As such, when the surface area of the fin 12 is widened, the amount of heat transfer between the air and the refrigerant increases, thereby improving heat exchange efficiency.

Here, in order to increase the surface area of the refrigerant pipe 11a through which the refrigerant flows, and to improve the heat exchange efficiency of air and refrigerant, the refrigerant pipe 11a has a high pressure resistance characteristic as in the prior art, and has the largest circular surface area in the same volume. Preference is given to using tubes.

On the other hand, as a comparative example, unlike the conventional technology, that is, the size of the tri-tube heat exchanger is limited in order to be mounted in a limited area of the refrigerator or the like, the area in which air and refrigerant can exchange heat is limited. In constructing the tube heat exchanger, it can be seen that the maximum heat exchange area is secured by forming the fins unevenly at a predetermined pitch.

As a result, the present invention has the same volume as the conventional horizontal fins, but the surface area thereof is widened so that the heat transfer area between the air and the refrigerant is remarkably increased, so that the heat exchange efficiency is improved by a corresponding increase in the surface area of the fin.
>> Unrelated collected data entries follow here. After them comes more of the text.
//! The QR-code management panel as an explicit state struct.
//!
//! Each operation returns its outcome and also mirrors it into the banner
//! fields (`error`, `success`) that a front end renders.

use crate::{
    errors::AppError,
    manager::backend::QrCodeBackend,
    models::{
        bucket::QR_CODES_BUCKET,
        object::UploadOptions,
        qr_code::{NewQrCode, QrCode},
        upload::UploadedFile,
    },
    services::{
        qr_code_service::QR_CODE_CACHE_CONTROL,
        storage_service::{file_extension, generate_object_key},
    },
};
use tracing::{info, warn};
use uuid::Uuid;

/// Largest accepted QR image: 5 MiB.
pub const MAX_QR_FILE_BYTES: usize = 5 * 1024 * 1024;

const IMAGE_MEDIA_PREFIX: &str = "image/";
const DEFAULT_DOWNLOAD_EXTENSION: &str = "png";

/// Asks the operator to confirm a destructive action.
pub trait Confirm {
    fn confirm(&self, prompt: &str) -> bool;
}

impl<F> Confirm for F
where
    F: Fn(&str) -> bool,
{
    fn confirm(&self, prompt: &str) -> bool {
        self(prompt)
    }
}

/// Where to point a transient download link.
#[derive(Debug, Clone, PartialEq, Eq)]
pub struct DownloadLink {
    pub href: String,
    /// Suggested filename for the saved file.
    pub file_name: String,
}

pub struct QrCodeManager<B> {
    backend: B,
    pub codes: Vec<QrCode>,
    pub loading: bool,
    pub uploading: bool,
    pub selected_file: Option<UploadedFile>,
    pub name: String,
    pub error: Option<String>,
    pub success: Option<String>,
}

impl<B: QrCodeBackend> QrCodeManager<B> {
    pub fn new(backend: B) -> Self {
        Self {
            backend,
            codes: Vec::new(),
            loading: false,
            uploading: false,
            selected_file: None,
            name: String::new(),
            error: None,
            success: None,
        }
    }

    pub fn backend(&self) -> &B {
        &self.backend
    }

    pub fn set_name(&mut self, name: impl Into<String>) {
        self.name = name.into();
    }

    /// Dismiss both banners.
    pub fn clear_messages(&mut self) {
        self.error = None;
        self.success = None;
    }

    /// The active QR code, if any.
    pub fn active(&self) -> Option<&QrCode> {
        self.codes.iter().find(|code| code.is_active)
    }

    /// Reload the list. On failure the previous list is kept.
    pub async fn refresh(&mut self) -> Result<(), AppError> {
        match self.reload().await {
            Ok(()) => Ok(()),
            Err(err) => Err(self.fail(err)),
        }
    }

    async fn reload(&mut self) -> Result<(), AppError> {
        if self.loading {
            return Err(AppError::busy("QR codes are already loading"));
        }
        self.loading = true;
        let result = self.backend.list_qr_codes().await;
        self.loading = false;

        self.codes = result?;
        Ok(())
    }

    /// Reload after a mutation that already went through. A failed reload
    /// reports the error next to the success banner instead of replacing it.
    async fn reload_after_change(&mut self) {
        if let Err(err) = self.reload().await {
            warn!("qr code manager: reload after change failed: {}", err);
            self.error = Some(err.message);
        }
    }

    /// Accept a file for the next upload. Only the declared type is checked.
    pub fn select_file(&mut self, file: UploadedFile) -> Result<(), AppError> {
        if file.size() > MAX_QR_FILE_BYTES {
            return Err(self.fail(AppError::invalid_input("File size must be less than 5MB")));
        }
        let is_image = file
            .content_type
            .as_deref()
            .is_some_and(|ct| ct.starts_with(IMAGE_MEDIA_PREFIX));
        if !is_image {
            return Err(self.fail(AppError::invalid_input("Please select an image file")));
        }

        self.error = None;
        self.selected_file = Some(file);
        Ok(())
    }

    /// Store the selected file and record it. The new row is active only when
    /// the locally held list is empty.
    pub async fn upload(&mut self) -> Result<QrCode, AppError> {
        let name = self.name.trim().to_string();
        let Some(file) = self.selected_file.clone() else {
            return Err(self.fail(AppError::missing_input(
                "Please select a file and enter a name",
            )));
        };
        if name.is_empty() {
            return Err(self.fail(AppError::missing_input(
                "Please select a file and enter a name",
            )));
        }
        if self.uploading {
            return Err(self.fail(AppError::busy("An upload is already in progress")));
        }

        self.uploading = true;
        self.clear_messages();
        let is_active = self.codes.is_empty();
        let result = self.store_and_record(name, file, is_active).await;
        self.uploading = false;

        let code = match result {
            Ok(code) => code,
            Err(err) => return Err(self.fail(err)),
        };

        info!("uploaded qr code {} ({})", code.id, code.name);
        self.selected_file = None;
        self.name.clear();
        self.success = Some("QR code uploaded successfully".to_string());
        self.reload_after_change().await;
        Ok(code)
    }

    async fn store_and_record(
        &self,
        name: String,
        file: UploadedFile,
        is_active: bool,
    ) -> Result<QrCode, AppError> {
        let key = generate_object_key(&file.file_name);
        let options = UploadOptions::new(file.content_type.clone(), QR_CODE_CACHE_CONTROL);
        self.backend
            .upload_object(QR_CODES_BUCKET, &key, file.data, options)
            .await?;

        let image_url = self.backend.public_url(QR_CODES_BUCKET, &key);
        self.backend
            .insert_qr_code(NewQrCode {
                name,
                image_url,
                is_active,
            })
            .await
    }

    /// Delete after confirmation. Returns `Ok(false)` when the operator declines.
    pub async fn delete(&mut self, id: Uuid, confirm: &impl Confirm) -> Result<bool, AppError> {
        if !confirm.confirm("Are you sure you want to delete this QR code?") {
            return Ok(false);
        }

        self.clear_messages();
        if let Err(err) = self.backend.delete_qr_code(id).await {
            return Err(self.fail(err));
        }

        self.success = Some("QR code deleted successfully".to_string());
        self.reload_after_change().await;
        Ok(true)
    }

    /// Make `id` the single active QR code, then reload.
    pub async fn toggle_active(&mut self, id: Uuid) -> Result<(), AppError> {
        self.clear_messages();
        if let Err(err) = self.backend.activate_qr_code(id).await {
            return Err(self.fail(err));
        }

        self.success = Some("Active QR code updated".to_string());
        self.reload_after_change().await;
        Ok(())
    }

    /// Client-local download link; the URL is not checked for reachability.
    pub fn download(&self, code: &QrCode) -> DownloadLink {
        DownloadLink {
            href: code.image_url.clone(),
            file_name: download_file_name(code),
        }
    }

    fn fail(&mut self, err: AppError) -> AppError {
        warn!("qr code manager: {}", err);
        self.success = None;
        self.error = Some(err.message.clone());
        err
    }
}

/// `{name}.{ext}` with the extension taken from the stored object's URL.
fn download_file_name(code: &QrCode) -> String {
    let last_segment = code.image_url.rsplit('/').next().unwrap_or_default();
    let ext = file_extension(last_segment)
        .unwrap_or_else(|| DEFAULT_DOWNLOAD_EXTENSION.to_string());
    format!("{}.{}", code.name.trim(), ext)
}

#[cfg(test)]
mod tests {
    use super::*;
    use chrono::Utc;

    fn code(name: &str, url: &str) -> QrCode {
        QrCode {
            id: Uuid::new_v4(),
            name: name.into(),
            image_url: url.into(),
            is_active: false,
            created_at: Utc::now(),
            updated_at: Utc::now(),
        }
    }

    #[test]
    fn download_name_uses_url_extension() {
        let c = code(
            "Payment QR",
            "http://localhost:3000/objects/qr-codes/1700000000000-ab12cd34.jpeg",
        );
        assert_eq!(download_file_name(&c), "Payment QR.jpeg");
    }

    #[test]
    fn download_name_defaults_to_png() {
        let c = code(
            "Backup QR",
            "http://localhost:3000/objects/qr-codes/1700000000000-ab12cd34",
        );
        assert_eq!(download_file_name(&c), "Backup QR.png");
    }
}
And, there is an advantage that can be applied to various devices.

In addition, although specific embodiments of the present invention have been described and illustrated above, it is obvious that the present invention may be variously modified and implemented by those skilled in the art.

Such modified embodiments should not be individually understood from the technical spirit or the prospect of the present invention, and such modified embodiments should fall within the appended claims of the present invention.

It is clear from the above description that the present invention can manufacture a tri-tube heat exchanger having a small volume and a large heat exchange area, and has an effect that can be applied to various devices.

Claims (3)

In a tri-tube heat exchanger comprising a plurality of heat pipes for the refrigerant flow, and a fin installed between each of the heat pipes to guide air to exchange heat with the refrigerant: The pin, A tri-tube heat exchanger, characterized in that configured to be uneven at a predetermined pitch at least in the direction of the heat transfer pipe. The method of claim 1, The fin is a tri-tube heat exchanger, characterized in that consisting of a gentle waveform of a sine wave shape. The method of claim 1, The fin is a tri-tube heat exchanger, characterized in that composed of aluminum (Al) material.